Posts Tagged ‘climate change’

America’s Climate Change Joke

Thursday, March 4th, 2010

Climate change is of course very real, but in the United States our leaders are not remotely serious about it.

The latest comes from West Virginia Senator Jay Rockefeller, friend to the end of coal (and wealthy descendant of a fossil fuel robber baron).

He, and many other Congresspersons of both parties, want a moratorium on EPA regulation of greenhouse gases.

It’s being framed as a Congress v. Executive Branch fight over prerogatives, but, like health care and financial services “reform”, it’s actually just another attempt to avoid serious policymaking that might gore a few oxen, especially those oxen who thought their Congress was already bought and paid for.

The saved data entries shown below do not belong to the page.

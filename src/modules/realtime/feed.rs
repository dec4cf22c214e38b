use serde::{Deserialize, Serialize};
use uuid::Uuid;

use crate::modules::message::model::MessageWithRelations;

/// Typed change-feed event. Carries row references only: consumers re-fetch
/// the row instead of trusting a pushed payload.
#[derive(Debug, Clone)]
pub enum ChangeEvent {
    MessageInserted { message_id: Uuid },
    MessageDeleted { message_id: Uuid },
    ReceiptUpserted { message_id: Uuid, user_id: Uuid },
}

/// Subscription state surfaced to the client for its status indicator.
#[derive(Debug, Clone, Copy, PartialEq, Eq, Serialize, Deserialize)]
#[serde(rename_all = "lowercase")]
pub enum ConnectionState {
    Connecting,
    Connected,
    Disconnected,
}

/// Client-held view of one conversation's timeline.
///
/// Two merge paths: `append_local` for rows this session produced itself,
/// `merge_remote` for rows re-fetched after a change-feed notification. Both
/// are idempotent by message id, since the transport does not guarantee
/// at-most-once delivery. `epoch` ties async fetch results to the
/// subscription that started them; a stale result must not touch a newer
/// feed.
#[derive(Debug, Clone)]
pub struct ThreadFeed {
    pub conversation_id: Uuid,
    pub epoch: u64,
    pub state: ConnectionState,
    messages: Vec<MessageWithRelations>,
}

impl ThreadFeed {
    pub fn new(conversation_id: Uuid, epoch: u64) -> Self {
        Self { conversation_id, epoch, state: ConnectionState::Connecting, messages: Vec::new() }
    }

    /// Replaces the held list with an initial page: sorted ascending by
    /// creation time, duplicates by id dropped.
    pub fn load(&mut self, mut messages: Vec<MessageWithRelations>) {
        messages.sort_by(|a, b| ordering_key(a).cmp(&ordering_key(b)));
        self.messages.clear();
        for message in messages {
            if !self.contains(&message.message.id) {
                self.messages.push(message);
            }
        }
        self.state = ConnectionState::Connected;
    }

    pub fn contains(&self, message_id: &Uuid) -> bool {
        self.messages.iter().any(|m| m.message.id == *message_id)
    }

    /// Remote-origin merge: skipped when the id is already held, otherwise
    /// inserted at its timestamp position.
    pub fn merge_remote(&mut self, message: MessageWithRelations) -> bool {
        if self.contains(&message.message.id) {
            return false;
        }

        let key = ordering_key(&message);
        let position = self
            .messages
            .iter()
            .rposition(|held| ordering_key(held) <= key)
            .map(|i| i + 1)
            .unwrap_or(0);
        self.messages.insert(position, message);
        true
    }

    /// Local-origin path: this session already holds the authoritative row
    /// from its own send, so it is appended without a re-fetch. The later
    /// change-feed echo dedupes against it.
    pub fn append_local(&mut self, message: MessageWithRelations) -> bool {
        if self.contains(&message.message.id) {
            return false;
        }
        self.messages.push(message);
        true
    }

    /// Hard deletes leave no tombstone; the entry just disappears.
    pub fn remove(&mut self, message_id: &Uuid) -> bool {
        let before = self.messages.len();
        self.messages.retain(|m| m.message.id != *message_id);
        self.messages.len() != before
    }

    /// Upserts a receipt on the held copy of the message.
    pub fn apply_receipt(
        &mut self,
        message_id: &Uuid,
        user_id: Uuid,
        read_at: chrono::DateTime<chrono::Utc>,
    ) -> bool {
        let Some(message) = self.messages.iter_mut().find(|m| m.message.id == *message_id) else {
            return false;
        };

        match message.read_receipts.iter_mut().find(|r| r.user_id == user_id) {
            Some(receipt) => receipt.read_at = read_at,
            None => message.read_receipts.push(
                crate::modules::message::schema::ReadReceiptEntity {
                    message_id: *message_id,
                    user_id,
                    read_at,
                },
            ),
        }

        true
    }

    pub fn messages(&self) -> &[MessageWithRelations] {
        &self.messages
    }

    pub fn len(&self) -> usize {
        self.messages.len()
    }

    pub fn is_empty(&self) -> bool {
        self.messages.is_empty()
    }
}

fn ordering_key(message: &MessageWithRelations) -> (chrono::DateTime<chrono::Utc>, Uuid) {
    (message.message.created_at, message.message.id)
}

#[cfg(test)]
mod tests {
    use super::*;
    use crate::modules::message::schema::MessageEntity;

    fn message(seconds: i64, content: &str) -> MessageWithRelations {
        let created_at = chrono::DateTime::from_timestamp(1_700_000_000 + seconds, 0).unwrap();
        MessageWithRelations::bare(MessageEntity {
            id: Uuid::now_v7(),
            conversation_id: Uuid::nil(),
            user_id: Uuid::now_v7(),
            content: content.to_string(),
            is_system: false,
            metadata: None,
            created_at,
            updated_at: created_at,
        })
    }

    #[test]
    fn merge_remote_dedupes_by_id() {
        let mut feed = ThreadFeed::new(Uuid::now_v7(), 1);
        let m = message(0, "hello");

        assert!(feed.merge_remote(m.clone()));
        assert!(!feed.merge_remote(m));
        assert_eq!(feed.len(), 1);
    }

    #[test]
    fn merge_remote_inserts_in_timestamp_order() {
        let mut feed = ThreadFeed::new(Uuid::now_v7(), 1);
        let early = message(0, "early");
        let late = message(10, "late");

        // Delivery order is not creation order.
        feed.merge_remote(late.clone());
        feed.merge_remote(early.clone());

        assert_eq!(feed.messages()[0].message.id, early.message.id);
        assert_eq!(feed.messages()[1].message.id, late.message.id);
    }

    #[test]
    fn local_append_then_remote_echo_yields_one_entry() {
        let mut feed = ThreadFeed::new(Uuid::now_v7(), 1);
        let m = message(0, "mine");

        assert!(feed.append_local(m.clone()));
        // The change feed echoes the same row back to the sender.
        assert!(!feed.merge_remote(m));
        assert_eq!(feed.len(), 1);
    }

    #[test]
    fn load_sorts_and_dedupes() {
        let mut feed = ThreadFeed::new(Uuid::now_v7(), 1);
        let a = message(5, "a");
        let b = message(1, "b");

        feed.load(vec![a.clone(), b.clone(), a.clone()]);

        assert_eq!(feed.len(), 2);
        assert_eq!(feed.messages()[0].message.id, b.message.id);
        assert_eq!(feed.state, ConnectionState::Connected);
    }

    #[test]
    fn remove_drops_entry_without_tombstone() {
        let mut feed = ThreadFeed::new(Uuid::now_v7(), 1);
        let m = message(0, "gone");
        feed.merge_remote(m.clone());

        assert!(feed.remove(&m.message.id));
        assert!(!feed.remove(&m.message.id));
        assert!(feed.is_empty());
    }

    #[test]
    fn apply_receipt_upserts_per_user() {
        let mut feed = ThreadFeed::new(Uuid::now_v7(), 1);
        let m = message(0, "seen");
        let id = m.message.id;
        feed.merge_remote(m);

        let reader = Uuid::now_v7();
        let first = chrono::Utc::now();
        let later = first + chrono::Duration::seconds(30);

        assert!(feed.apply_receipt(&id, reader, first));
        assert!(feed.apply_receipt(&id, reader, later));

        let receipts = &feed.messages()[0].read_receipts;
        assert_eq!(receipts.len(), 1);
        assert_eq!(receipts[0].read_at, later);
    }

    #[test]
    fn new_feed_starts_connecting() {
        let feed = ThreadFeed::new(Uuid::now_v7(), 1);
        assert_eq!(feed.state, ConnectionState::Connecting);
        assert!(feed.is_empty());
    }
}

Gorilla thinks: “Another lump of coal for the EPA’s stocking!”

Share

Osama bin Green

Friday, January 29th, 2010

Who knew that al-Qaeda’s reclusive leader is worried about climate change?

Well, he is and he’s angry!

Terrorist best practice for a greener world?

1) Boycott the US dollar. Everyone’s already doing that, except for the Chinese.

2) Reaffirm Kyoto. Everyone’s already given up on that one, vague promises and unpunishable targets are the lingua franca now.

Gorilla says: “When terrorists insist on terra firma, you know bipartisanship remains a pipe dream!”

Share

I’m Warning You…

Wednesday, December 30th, 2009

Sure, 26 years and billions of dollars later, the Chesapeake Bay dead zones remain.

They’re as good an example as any of why tackling climate change will be so difficult.

So, a government that has failed now says it will be getting tough with the states who have also failed.

The problem in a nutshell is that there are too many polluters around the watershed. These include farmers, real estate developers, and the fishing industry.

The obvious solution, to put an end to commercial and residential development permanently while significantly increasing the cost of pollution for those projects already completed, is of course not a politically viable solution.

Politicians don’t do pain and Americans don’t do shared sacrifice any more.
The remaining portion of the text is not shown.